文庫本で上巻、下巻にわかれているのでかなりボリュームがあります。

晨光学院町田高校に起こる数々の問題を蓮実が圧倒的な人気と絶対的な能力を駆使して解決していきます。

感想(ネタバレ注意あり)

物語序盤、蓮実は数々の問題を迅速に解決しているのですごく生徒思いの良い教師のように描かれています。
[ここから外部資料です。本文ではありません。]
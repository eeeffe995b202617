pub mod jwt;
pub mod middleware;
pub mod request_id;

pub use jwt::JwtVerifier;
pub use middleware::{auth_middleware, AuthUser};
pub use request_id::{request_id_middleware, RequestId};
use crate::helpers::{spawn_app, TestOptions};
use hyper::StatusCode;

#[tokio::test]
async fn it_should_return_ok_for_health_check() {
    let app = spawn_app(TestOptions::default()).await;

    let response = app.client.get("/health").await.unwrap();

    response.assert_status(StatusCode::OK);

    // Health endpoint returns plain text
    let body = String::from_utf8(response.body_bytes.clone()).unwrap();
    assert_eq!(body, "OK");
}

#[tokio::test]
async fn it_should_not_require_auth_for_health_check() {
    let app = spawn_app(TestOptions::default()).await;

    let response = app.client.get("/health").await.unwrap();
    response.assert_status(StatusCode::OK);
}

#[tokio::test]
async fn it_should_include_request_id_in_responses() {
    let app = spawn_app(TestOptions::default()).await;

    let response = app.client.get("/health").await.unwrap();
    response.assert_header_exists("x-request-id");
}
生徒に暴力をふるった同僚の教師が生徒の親に訴えられそうな問題を解決したり、教師からセクハラを受けてい女生徒の問題を解決したり・・・

数々の問題を解決していく蓮実ですが、学校の各所に盗聴器をしかけたり、モンスターペアレンツである生徒の保護者の家を放火したりとその解決方法は手段を選びません。

物語後半では犯罪行為が生徒に疑われて、色々と収拾がつかない事態になったため、文化祭の準備でクラス生徒が学校に泊まり込む夜に生徒全員を惨殺しようとします。
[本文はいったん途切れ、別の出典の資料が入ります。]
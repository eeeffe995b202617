use async_trait::async_trait;
use serde_json::Value;

/// How many times an optimistic transaction re-reads and retries after
/// losing a compare-and-swap race before giving up.
const MAX_TRANSACTION_ATTEMPTS: u32 = 5;

/// A document as read from the store: its JSON value plus the version the
/// backend will check on a conditional write.
#[derive(Debug, Clone)]
pub struct VersionedRecord {
    pub value: Value,
    pub version: i64,
}

#[derive(Debug, thiserror::Error)]
pub enum RecordStoreError {
    #[error("transaction on record '{0}' lost too many races")]
    TransactionConflict(String),

    #[error("record store backend error: {0}")]
    Backend(String),
}

/// Shared document store with per-key atomic read-modify-write.
///
/// This is the only shared mutable resource in the system: cache entries and
/// rate-limit counters both live here, and all coordination correctness is
/// derived from `put_if` being an atomic compare-and-swap on the record's
/// version.
#[async_trait]
pub trait RecordStore: Send + Sync {
    /// Read a single record, with its current version.
    async fn get(&self, key: &str) -> Result<Option<VersionedRecord>, RecordStoreError>;

    /// Conditionally write a record.
    ///
    /// `expected` is the version observed by a prior `get`; `None` means the
    /// record must not exist yet (insert-if-absent). Returns `false` when the
    /// record changed underneath the caller and nothing was written.
    async fn put_if(
        &self,
        key: &str,
        expected: Option<i64>,
        value: Value,
    ) -> Result<bool, RecordStoreError>;

    /// Unconditionally merge top-level fields into a record, creating it if
    /// absent. Explicit `null` fields overwrite (used to clear lock state).
    /// Last write wins; callers that need exclusion must use `put_if`.
    async fn merge(&self, key: &str, value: Value) -> Result<(), RecordStoreError>;
}

/// Run an optimistic read-modify-write transaction against a single record.
///
/// The decision closure is synchronous and pure: it sees the current value
/// (if any) and returns what to write (or `None` for a read-only outcome)
/// plus the result handed back to the caller. The slow external work a caller
/// performs after the transaction never happens inside it.
///
/// On a CAS loss the record is re-read and the closure re-run, up to
/// `MAX_TRANSACTION_ATTEMPTS` times; exhaustion surfaces as
/// `TransactionConflict`. With a backend whose `put_if` is atomic this makes
/// each committed transaction linearizable with respect to other transactions
/// on the same key.
pub async fn run_transaction<T, F>(
    store: &dyn RecordStore,
    key: &str,
    mut decide: F,
) -> Result<T, RecordStoreError>
where
    F: FnMut(Option<&Value>) -> (Option<Value>, T) + Send,
    T: Send,
{
    for attempt in 0..MAX_TRANSACTION_ATTEMPTS {
        let current = store.get(key).await?;
        let (write, outcome) = decide(current.as_ref().map(|r| &r.value));

        let value = match write {
            // Read-only decision commits trivially
            None => return Ok(outcome),
            Some(value) => value,
        };

        let expected = current.map(|r| r.version);
        if store.put_if(key, expected, value).await? {
            return Ok(outcome);
        }

        tracing::debug!(
            key = %key,
            attempt = attempt + 1,
            "Record transaction lost compare-and-swap race, retrying"
        );
    }

    Err(RecordStoreError::TransactionConflict(key.to_string()))
}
最終的には学校に閉じ込められた生徒の内、片桐怜花と夏越雄一郎の2人が自分たちが死んだように見せかけて蓮実の目をごまかし生還します。

また、殺戮が始まる前に屋上から投げ落として殺したはずの安原ミヤも運良く生き残っています。

蓮実はクラスメイト惨殺の罪を同僚の久米先生に着せようとしますが、生き残った片桐怜花と夏越雄一郎の2人の証言と、何よりAED録音機能に蓮実が犯人である決定的な発言が録音されていたため逮捕されます。
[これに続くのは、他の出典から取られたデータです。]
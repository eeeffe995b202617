use async_trait::async_trait;
use serde_json::json;

use super::synthesis_repository::{SynthesisRepository, VoiceSettings};

const DEFAULT_MODEL_ID: &str = "eleven_multilingual_v2";
const DEFAULT_STABILITY: f32 = 0.4;
const DEFAULT_SIMILARITY_BOOST: f32 = 0.75;

/// ElevenLabs implementation of the synthesis repository
pub struct ElevenLabsRepository {
    client: reqwest::Client,
    base_url: String,
    api_key: String,
}

impl ElevenLabsRepository {
    pub fn new(client: reqwest::Client, base_url: String, api_key: String) -> Self {
        Self {
            client,
            base_url: base_url.trim_end_matches('/').to_string(),
            api_key,
        }
    }
}

#[async_trait]
impl SynthesisRepository for ElevenLabsRepository {
    async fn synthesize(
        &self,
        voice_id: &str,
        text: &str,
        settings: &VoiceSettings,
    ) -> Result<Vec<u8>, String> {
        let start_time = std::time::Instant::now();
        let url = format!("{}/v1/text-to-speech/{}", self.base_url, voice_id.trim());

        let body = json!({
            "text": text,
            "model_id": DEFAULT_MODEL_ID,
            "voice_settings": {
                "stability": settings.stability.unwrap_or(DEFAULT_STABILITY),
                "similarity_boost": settings.similarity_boost.unwrap_or(DEFAULT_SIMILARITY_BOOST),
            },
        });

        tracing::info!(
            voice_id = %voice_id,
            text_length = text.len(),
            model_id = DEFAULT_MODEL_ID,
            "Calling ElevenLabs text-to-speech"
        );

        let response = self
            .client
            .post(&url)
            .header("xi-api-key", &self.api_key)
            .header("Accept", "audio/mpeg")
            .json(&body)
            .send()
            .await
            .map_err(|e| format!("ElevenLabs request failed: {}", e))?;

        if !response.status().is_success() {
            let status = response.status();
            let detail = response.text().await.unwrap_or_default();
            tracing::error!(
                status = %status,
                detail = %detail,
                voice_id = %voice_id,
                "ElevenLabs text-to-speech failed"
            );
            return Err(format!("ElevenLabs TTS failed ({}): {}", status, detail));
        }

        let audio_bytes = response
            .bytes()
            .await
            .map_err(|e| format!("Failed to read ElevenLabs audio stream: {}", e))?
            .to_vec();

        tracing::info!(
            provider = "elevenlabs",
            latency_ms = start_time.elapsed().as_millis(),
            characters_count = text.len(),
            audio_size_bytes = audio_bytes.len(),
            "Synthesis completed"
        );

        Ok(audio_bytes)
    }

    async fn create_voice(
        &self,
        name: &str,
        audio: Vec<u8>,
        mime_type: &str,
    ) -> Result<String, String> {
        let url = format!("{}/v1/voices/add", self.base_url);

        let sample = reqwest::multipart::Part::bytes(audio)
            .file_name("voice_sample.m4a")
            .mime_str(mime_type)
            .map_err(|e| format!("Invalid mime type '{}': {}", mime_type, e))?;

        let form = reqwest::multipart::Form::new()
            .text("name", name.to_string())
            .part("files", sample);

        let response = self
            .client
            .post(&url)
            .header("xi-api-key", &self.api_key)
            .multipart(form)
            .send()
            .await
            .map_err(|e| format!("ElevenLabs request failed: {}", e))?;

        if !response.status().is_success() {
            let status = response.status();
            let detail = response.text().await.unwrap_or_default();
            tracing::error!(
                status = %status,
                detail = %detail,
                "ElevenLabs voice create failed"
            );
            return Err(format!(
                "ElevenLabs voice create failed ({}): {}",
                status, detail
            ));
        }

        let payload: serde_json::Value = response
            .json()
            .await
            .map_err(|e| format!("Invalid response from ElevenLabs: {}", e))?;

        let voice_id = payload
            .get("voice_id")
            .and_then(|v| v.as_str())
            .map(|v| v.trim().to_string())
            .filter(|v| !v.is_empty())
            .ok_or_else(|| "Invalid response from ElevenLabs: missing voice_id".to_string())?;

        tracing::info!(voice_id = %voice_id, "Provider voice created");

        Ok(voice_id)
    }
}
蓮実は逮捕された瞬間から自らが精神障害者であるかのような発言をし責任能力がないように見せかけて裁判で無罪を勝ち取るため、次の勝負に出るのでした。

蓮実の考えはとても論理的です。

自分にとって困った問題が起きたから自身の能力で解決するというだけです。

ただし普通の人と違うのはその解決手段に犯罪行為も含まれるということだけです。

蓮実が普通の人と自身の違いを述べているセリフが下記です。

かりに、殺人が一番明快な解決法だとわかっていたとしても、ふつうの人間は躊躇する。もし警察に発覚したらとか、どうしても恐怖が先に立つんだ。しかし俺はそうじゃない。X-sportsの愛好家と同じで、やれると確信さえできれば、最後までやりきることができるんだよ。X-sportsと同様、途中でためらるとかえって危険だけど、思い切って突っ走れば、案外走り切れるものなんだ。・・・どうだろう。こんな説明でわかってくれたかな?

出典:悪の教典 下(貴志祐介)53P 文春文庫

常識では考えられない蓮実の行動ですが、なぜか読んでいると蓮実が最後までやり遂げることを応援してしまいます。

普通の人がブレーキを踏むところで行けると思ったら迷いなくアクセルを踏み込める蓮実に魅力を感じてしまうのです。

読み始めると一気に読んでしまう面白さの小説ですのでまとまった時間があるときにぜひ読んで下さい。